This project addresses multiclass classification and regression task, aiming to predict vehicle emissions and classify CO2 rating based on various vehicle characteristics.
This project leveraged Pandas and NumPy libraries for exploratory data analysis and data cleaning, along with visualizations using seaborn, matplotlib, and plotly.
Statistical techniques like ANOVA and Pearson's correlation were applied, and principal component analysis with Mutual Information was used for feature selection.

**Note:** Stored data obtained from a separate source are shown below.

//! Authorization request construction.

use crate::config::OidcSettings;
use crate::error::{OidcError, OidcResult};
use crate::session::SessionStore;
use crate::state::StateTokenGuard;
use crate::types::{AuthorizeOptions, DiscoveredEndpoints, FlowSelector};
use serde::{Deserialize, Serialize};
use tracing::debug;
use url::Url;

/// A single authorization request. Built per redirect, never persisted.
#[derive(Debug, Clone, Serialize, Deserialize)]
pub struct AuthorizationRequest {
    pub client_id: String,
    pub redirect_uri: String,
    pub response_type: String,
    pub scope: String,
    pub state: String,
    pub prompt: Option<String>,
    pub max_age: Option<u64>,
    pub selector: Option<FlowSelector>,
}

impl AuthorizationRequest {
    /// Resolves the target URL.
    ///
    /// A flow selector replaces the authorization endpoint with
    /// `{provider_url}/{selector}`; the query string is the same either way.
    pub fn to_url(
        &self,
        settings: &OidcSettings,
        endpoints: &DiscoveredEndpoints,
    ) -> OidcResult<Url> {
        let authorization_endpoint = endpoints
            .authorization_endpoint()
            .ok_or(OidcError::EndpointUnavailable("authorization_endpoint"))?;

        let mut url = match self.selector {
            Some(selector) => Url::parse(&format!(
                "{}/{}",
                settings.provider_url,
                selector.as_path()
            ))?,
            None => Url::parse(authorization_endpoint)?,
        };

        {
            let mut params = url.query_pairs_mut();
            params.append_pair("client_id", &self.client_id);
            params.append_pair("redirect_uri", &self.redirect_uri);
            params.append_pair("response_type", &self.response_type);
            params.append_pair("scope", &self.scope);
            params.append_pair("state", &self.state);

            if let Some(prompt) = self.prompt.as_deref().filter(|p| !p.is_empty()) {
                params.append_pair("prompt", prompt);
            }
            if let Some(max_age) = self.max_age.filter(|age| *age > 0) {
                params.append_pair("max_age", &max_age.to_string());
            }
        }

        Ok(url)
    }
}

/// Builds provider redirects for the login, registration and profile flows.
pub struct AuthorizationRedirector;

impl AuthorizationRedirector {
    /// Generates a new state token in the session and returns the URL to send
    /// the browser to.
    ///
    /// State is generated for selector flows too, even though only the login
    /// callback consumes it.
    pub async fn build_redirect(
        settings: &OidcSettings,
        endpoints: &DiscoveredEndpoints,
        session: &dyn SessionStore,
        selector: Option<FlowSelector>,
        options: &AuthorizeOptions,
        redirect_uri: &str,
    ) -> OidcResult<String> {
        if endpoints.authorization_endpoint().is_none() {
            return Err(OidcError::EndpointUnavailable("authorization_endpoint"));
        }

        let state = StateTokenGuard::generate(session).await?;

        let request = AuthorizationRequest {
            client_id: settings.client_id.clone(),
            redirect_uri: redirect_uri.to_string(),
            response_type: "code".to_string(),
            scope: options
                .scopes
                .clone()
                .unwrap_or_else(|| settings.scopes.clone()),
            state,
            prompt: options.prompt.clone(),
            max_age: options.max_age,
            selector,
        };

        let url = request.to_url(settings, endpoints)?;
        debug!(
            "Built authorization redirect to {}",
            url.origin().ascii_serialization()
        );

        Ok(url.to_string())
    }
}
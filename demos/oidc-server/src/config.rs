//! Configuration for the OIDC demo server
//!
//! Sources, lowest precedence first:
//! - Default values
//! - Configuration file (oidc-server.toml, or the path in OIDC_CONFIG_FILE)
//! - Environment variables with the OIDC prefix, e.g. OIDC__OIDC__CLIENT_ID
//! - HOST and PORT

use anyhow::{Context, Result};
use config::{Config as ConfigBuilder, Environment, File};
use ras_identity_oidc::OidcSettings;
use serde::{Deserialize, Serialize};
use std::net::{IpAddr, Ipv4Addr, SocketAddr};
use std::path::Path;
use std::time::Duration;
use tracing::{debug, info};

const DEFAULT_CONFIG_FILE: &str = "oidc-server.toml";

#[derive(Debug, Clone, Default, Serialize, Deserialize)]
#[serde(default)]
pub struct OidcServerConfig {
    pub server: ServerConfig,

    /// Relying party settings
    pub oidc: OidcSettings,

    pub logging: LoggingConfig,
}

#[derive(Debug, Clone, Serialize, Deserialize)]
#[serde(default)]
pub struct ServerConfig {
    /// Host to bind to (default: 127.0.0.1)
    #[serde(default = "default_host")]
    pub host: IpAddr,

    /// Port to bind to (default: 3000)
    #[serde(default = "default_port")]
    pub port: u16,

    /// Browser sessions unused for this many seconds are dropped (default: 1800)
    #[serde(default = "default_session_idle_seconds")]
    pub session_idle_seconds: u64,
}

#[derive(Debug, Clone, Serialize, Deserialize)]
#[serde(default)]
pub struct LoggingConfig {
    /// Log level (trace, debug, info, warn, error), overridden by RUST_LOG
    #[serde(default = "default_log_level")]
    pub level: String,
}

fn default_host() -> IpAddr {
    IpAddr::V4(Ipv4Addr::LOCALHOST)
}

fn default_port() -> u16 {
    3000
}

fn default_session_idle_seconds() -> u64 {
    1800
}

fn default_log_level() -> String {
    "info".to_string()
}

impl Default for ServerConfig {
    fn default() -> Self {
        Self {
            host: default_host(),
            port: default_port(),
            session_idle_seconds: default_session_idle_seconds(),
        }
    }
}

impl Default for LoggingConfig {
    fn default() -> Self {
        Self {
            level: default_log_level(),
        }
    }
}

impl OidcServerConfig {
    /// Load configuration from environment and optional config file
    pub fn load() -> Result<Self> {
        let config_path =
            std::env::var("OIDC_CONFIG_FILE").unwrap_or_else(|_| DEFAULT_CONFIG_FILE.to_string());
        Self::load_from(Path::new(&config_path))
    }

    pub fn load_from(config_path: &Path) -> Result<Self> {
        let mut builder = ConfigBuilder::builder();

        if config_path.exists() {
            info!("Loading configuration from {}", config_path.display());
            builder = builder.add_source(File::from(config_path));
        } else {
            debug!(
                "No config file found at {}, using defaults",
                config_path.display()
            );
        }

        builder = builder.add_source(
            Environment::with_prefix("OIDC")
                .separator("__")
                .try_parsing(true),
        );

        let config = builder.build().context("Failed to build configuration")?;

        let mut settings: OidcServerConfig = config
            .try_deserialize()
            .context("Failed to deserialize configuration")?;

        settings.apply_env_overrides()?;
        settings.oidc = settings.oidc.normalized();
        settings.validate()?;

        Ok(settings)
    }

    fn apply_env_overrides(&mut self) -> Result<()> {
        if let Ok(host) = std::env::var("HOST") {
            info!("Using HOST environment variable");
            self.server.host = host.parse().context("Invalid HOST value")?;
        }

        if let Ok(port) = std::env::var("PORT") {
            info!("Using PORT environment variable");
            self.server.port = port.parse().context("Invalid PORT value")?;
        }

        Ok(())
    }

    pub fn validate(&self) -> Result<()> {
        if self.server.port == 0 {
            anyhow::bail!("Server port cannot be 0");
        }

        if self.server.session_idle_seconds == 0 {
            anyhow::bail!("Session idle timeout cannot be 0");
        }

        self.oidc
            .validate()
            .context("OIDC provider settings are incomplete")?;

        let valid_levels = ["trace", "debug", "info", "warn", "error"];
        let level_lower = self.logging.level.to_lowercase();
        if !valid_levels.contains(&level_lower.as_str()) {
            anyhow::bail!(
                "Invalid log level '{}'. Must be one of: {:?}",
                self.logging.level,
                valid_levels
            );
        }

        Ok(())
    }

    pub fn bind_address(&self) -> SocketAddr {
        SocketAddr::new(self.server.host, self.server.port)
    }

    pub fn session_idle_timeout(&self) -> Duration {
        Duration::from_secs(self.server.session_idle_seconds)
    }
}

Load the CO2 Emission dataset and perform initial data exploration. Handle missing values, specifically in the 'CO2 Rating' and 'Smog Rating' columns. Conduct data visualization and analysis to understand the relationships between variables. Identify and remove outliers, focusing on true outliers. Regression Task (Predicting CO2 Emissions):
Models used: Multiple Linear Regression, Decision Tree Regressor, Support Vector Regressor, Random Forest Regressor, and GridSearchCV for hyperparameter tuning. Evaluate model performance using metrics like R-squared, RMSE, MSE, and MAE. Classification Task (Predicting CO2 Ratings):
Models used: Support Vector Classifier, Multinomial Naive Bayes, Random Forest Classifier, and XGBoost Classifier. Use ROC analysis for multiclass classification, including micro-average and class-specific ROC curves. Evaluate classification performance using metrics like accuracy, precision, recall, F1-score, and the ROC curve.
Evaluation metrics including accuracy, precision recall, F1 score, ROC curve, RMSE, MSE, R2 score were utilized for evaluating the model.